* [Task goal] Look through the data below for the line with "use std::sync::Arc;", and transcribe it exactly together with each line after it up to and including the line with "pub fn new()". Give nothing else.

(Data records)
○ ○ ○

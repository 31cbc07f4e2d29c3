// src/resolver/mod.rs

//! Dependency resolution
//!
//! This module turns targets plus the installed set into a consistent set
//! of package identities: the dependency graph, the per-operation context,
//! and the resolver engine itself.

mod context;
mod engine;
mod graph;

pub use context::ResolutionContext;
pub use engine::{Resolution, ResolvedPackage, Resolver, ResolveTarget};
pub use graph::{DependencyGraph, DependencyNode};
// src/source/mod.rs

//! Feed abstraction: sources, dependency info, and multi-source composition
//!
//! A `Source` yields version lists, per-framework dependency info, and
//! package bytes. The `SourceGateway` composes several sources with
//! failover; the `GatherCache` memoizes dependency-info fetches within one
//! resolution.

mod cache;
mod gateway;
mod memory;

pub use cache::{GatherCache, GatherKey};
pub use gateway::SourceGateway;
pub use memory::InMemorySource;

use crate::error::Result;
use crate::framework::Framework;
use crate::identity::PackageIdentity;
use crate::version::{PackageVersion, VersionRange};
use async_trait::async_trait;
use std::fmt;

/// A configured package feed. The `url` string is the stable key used for
/// equality and for attribution in plan entries.
#[derive(Debug, Clone)]
pub struct PackageSource {
    pub name: String,
    pub url: String,
}

impl PackageSource {
    pub fn new(name: impl Into<String>, url: impl Into<String>) -> Self {
        Self {
            name: name.into(),
            url: url.into(),
        }
    }
}

impl PartialEq for PackageSource {
    fn eq(&self, other: &Self) -> bool {
        self.url == other.url
    }
}

impl Eq for PackageSource {}

impl std::hash::Hash for PackageSource {
    fn hash<H: std::hash::Hasher>(&self, state: &mut H) {
        self.url.hash(state);
    }
}

impl fmt::Display for PackageSource {
    fn fmt(&self, f: &mut fmt::Formatter<'_>) -> fmt::Result {
        write!(f, "{}", self.url)
    }
}

/// One declared dependency edge: an id plus the acceptable range.
#[derive(Debug, Clone, PartialEq, Eq)]
pub struct PackageDependency {
    pub id: String,
    pub range: VersionRange,
}

/// A framework-conditional group of dependencies as declared by a package.
/// `target_framework: None` applies to any project framework.
#[derive(Debug, Clone)]
pub struct DependencyGroup {
    pub target_framework: Option<Framework>,
    pub dependencies: Vec<PackageDependency>,
}

/// Select the dependencies that apply to `project` from a group list:
/// the best-matching framework-specific group wins, the unconditional
/// group is the fallback.
pub fn dependencies_for(groups: &[DependencyGroup], project: &Framework) -> Vec<PackageDependency> {
    let frameworks: Vec<&Framework> = groups
        .iter()
        .filter_map(|g| g.target_framework.as_ref())
        .collect();

    if let Some(best) = Framework::best_match(project, frameworks.into_iter()) {
        for group in groups {
            if group.target_framework.as_ref() == Some(best) {
                return group.dependencies.clone();
            }
        }
    }

    groups
        .iter()
        .find(|g| g.target_framework.is_none())
        .map(|g| g.dependencies.clone())
        .unwrap_or_default()
}

/// Dependency info for one identity, already narrowed to a project
/// framework.
#[derive(Debug, Clone)]
pub struct ResolvedDependencyInfo {
    pub identity: PackageIdentity,
    /// Unlisted versions are hidden from latest-selection but usable when
    /// pinned.
    pub listed: bool,
    pub dependencies: Vec<PackageDependency>,
    /// The source that produced this info, for plan attribution.
    pub source: Option<PackageSource>,
}

/// A package feed.
///
/// Implementations are transport-specific and out of scope for the core;
/// they only need to honor this contract. All methods may suspend.
#[async_trait]
pub trait Source: Send + Sync {
    /// The feed's identification, used for cache keys and attribution.
    fn package_source(&self) -> &PackageSource;

    /// All known versions of an id. Unlisted versions are excluded unless
    /// `include_unlisted` is set.
    async fn list_versions(&self, id: &str, include_unlisted: bool)
        -> Result<Vec<PackageVersion>>;

    /// Dependency info for one identity narrowed to `framework`, or `None`
    /// when this source does not know the identity.
    async fn dependency_info(
        &self,
        identity: &PackageIdentity,
        framework: &Framework,
    ) -> Result<Option<ResolvedDependencyInfo>>;

    /// The package container bytes for an identity.
    async fn fetch_package(&self, identity: &PackageIdentity) -> Result<Vec<u8>>;
}
impl<'a> Resolver<'a> {
    pub fn new(gateway: &'a SourceGateway, framework: Framework) -> Self {
        Self { gateway, framework }
    }

    /// Resolve `targets` against `installed` under `ctx`.
    ///
    /// The result contains every id that appears in the final project
    /// state: moved and new packages plus the untouched installed set.
    pub async fn resolve(
        &self,
        installed: &[PackageReference],
        targets: &[ResolveTarget],
        ctx: &ResolutionContext,
        cancel: &CancellationToken,
    ) -> Result<Resolution> {
        let mut walk = Walk {
            gateway: self.gateway,
            framework: &self.framework,
            ctx,
            cancel,
            installed: installed
                .iter()
                .map(|r| (id_key(&r.identity.id), r.clone()))
                .collect(),
            chosen: BTreeMap::new(),
            pinned: BTreeSet::new(),
            moved: BTreeSet::new(),
            queue: VecDeque::new(),
        };

        for target in targets {
            walk.seed_target(target).await?;
        }

        if ctx.dependency_behavior == DependencyBehavior::Ignore {
            // Direct targets only: no expansion, no consistency pass. The
            // untouched installed set still rides along so the planner
            // does not mistake it for removals.
            walk.keep_installed_without_edges();
            return Ok(walk.into_resolution());
        }

        let installed_keys: Vec<String> = walk.installed.keys().cloned().collect();
        for key in installed_keys {
            if !walk.chosen.contains_key(&key) {
                walk.choose_installed(&key).await;
            }
        }

        walk.run().await?;
        walk.verify()?;
        Ok(walk.into_resolution())
    }
}

/// Outcome of candidate selection for one id.
enum Selection {
    Chosen(PackageVersion),
    /// The id has no versions in any source at all.
    NoVersions,
    /// Versions exist but none satisfies the intersected requirements.
    NoneInRange {
        requirers: Vec<(PackageIdentity, VersionRange)>,
    },
}

struct Walk<'r> {
    gateway: &'r SourceGateway,
    framework: &'r Framework,
    ctx: &'r ResolutionContext,
    cancel: &'r CancellationToken,
    installed: BTreeMap<String, PackageReference>,
    chosen: BTreeMap<String, ResolvedPackage>,
    /// Ids fixed by an explicit target; never re-picked.
    pinned: BTreeSet<String>,
    /// Ids whose chosen version differs from the installed one (or that
    /// are new). Strictness applies to these; pre-existing breakage among
    /// untouched packages is tolerated.
    moved: BTreeSet<String>,
    queue: VecDeque<String>,
}
// src/source/cache.rs

//! Per-resolution memo for dependency-info fetches.
//!
//! Keys are `(source url, identity, framework)`. Concurrent requests for
//! one key deduplicate to a single in-flight fetch sharing the result.
//! Fetch errors leave the cell unset so a later request retries; negative
//! lookups (the source does not know the identity) are cached.

use crate::error::Result;
use crate::framework::Framework;
use crate::identity::PackageIdentity;
use crate::source::ResolvedDependencyInfo;
use std::collections::HashMap;
use std::future::Future;
use std::sync::Arc;
use tokio::sync::{Mutex, OnceCell};

/// Cache key: one source's view of one identity under one framework.
#[derive(Debug, Clone, PartialEq, Eq, Hash)]
pub struct GatherKey {
    pub source_url: String,
    pub identity: PackageIdentity,
    pub framework: Framework,
}

type Cell = Arc<OnceCell<Option<ResolvedDependencyInfo>>>;

/// Memoizes gather results for the lifetime of one resolution context.
#[derive(Debug, Default)]
pub struct GatherCache {
    entries: Mutex<HashMap<GatherKey, Cell>>,
}

impl GatherCache {
    pub fn new() -> Self {
        Self::default()
    }

    /// Return the cached value for `key`, or run `fetch` to produce it.
    ///
    /// At most one fetch per key is in flight at a time; racing callers
    /// wait on the winner's cell and share its value.
    pub async fn get_or_fetch<F, Fut>(
        &self,
        key: GatherKey,
        fetch: F,
    ) -> Result<Option<ResolvedDependencyInfo>>
    where
        F: FnOnce() -> Fut,
        Fut: Future<Output = Result<Option<ResolvedDependencyInfo>>>,
    {
        let cell = {
            let mut entries = self.entries.lock().await;
            entries.entry(key).or_default().clone()
        };
        cell.get_or_try_init(fetch).await.cloned()
    }

    /// Number of resolved keys, for diagnostics.
    pub async fn len(&self) -> usize {
        self.entries.lock().await.len()
    }

    pub async fn is_empty(&self) -> bool {
        self.entries.lock().await.is_empty()
    }
}
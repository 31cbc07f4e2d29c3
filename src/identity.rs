// src/identity.rs

//! Package identities: the `(id, version)` pair that names a plan entry.
//!
//! Package ids compare case-insensitively (ASCII fold); version equality is
//! the normalized equality of the version module.

use crate::version::PackageVersion;
use std::cmp::Ordering;
use std::fmt;

/// Case-insensitive id equality, the one rule for comparing package ids.
pub fn same_id(a: &str, b: &str) -> bool {
    a.eq_ignore_ascii_case(b)
}

/// The lowercase form used to key maps and sets by package id.
pub fn id_key(id: &str) -> String {
    id.to_ascii_lowercase()
}

/// A concrete package: id plus version
#[derive(Debug, Clone)]
pub struct PackageIdentity {
    pub id: String,
    pub version: PackageVersion,
}

impl PackageIdentity {
    pub fn new(id: impl Into<String>, version: PackageVersion) -> Self {
        Self {
            id: id.into(),
            version,
        }
    }

    /// The store directory name for this identity: `<Id>.<NormalizedVersion>`.
    pub fn directory_name(&self) -> String {
        format!("{}.{}", self.id, self.version)
    }
}

impl PartialEq for PackageIdentity {
    fn eq(&self, other: &Self) -> bool {
        same_id(&self.id, &other.id) && self.version == other.version
    }
}

impl Eq for PackageIdentity {}

impl std::hash::Hash for PackageIdentity {
    fn hash<H: std::hash::Hasher>(&self, state: &mut H) {
        id_key(&self.id).hash(state);
        self.version.hash(state);
    }
}

impl Ord for PackageIdentity {
    fn cmp(&self, other: &Self) -> Ordering {
        id_key(&self.id)
            .cmp(&id_key(&other.id))
            .then_with(|| self.version.cmp(&other.version))
    }
}

impl PartialOrd for PackageIdentity {
    fn partial_cmp(&self, other: &Self) -> Option<Ordering> {
        Some(self.cmp(other))
    }
}

impl fmt::Display for PackageIdentity {
    fn fmt(&self, f: &mut fmt::Formatter<'_>) -> fmt::Result {
        write!(f, "{}/{}", self.id, self.version)
    }
}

○ ○ ○

* [Finished exercise]
use std::sync::Arc;
use tokio::sync::{Mutex, OnceCell};

/// Cache key: one source's view of one identity under one framework.
#[derive(Debug, Clone, PartialEq, Eq, Hash)]
pub struct GatherKey {
    pub source_url: String,
    pub identity: PackageIdentity,
    pub framework: Framework,
}

type Cell = Arc<OnceCell<Option<ResolvedDependencyInfo>>>;

/// Memoizes gather results for the lifetime of one resolution context.
#[derive(Debug, Default)]
pub struct GatherCache {
    entries: Mutex<HashMap<GatherKey, Cell>>,
}

impl GatherCache {
    pub fn new() -> Self {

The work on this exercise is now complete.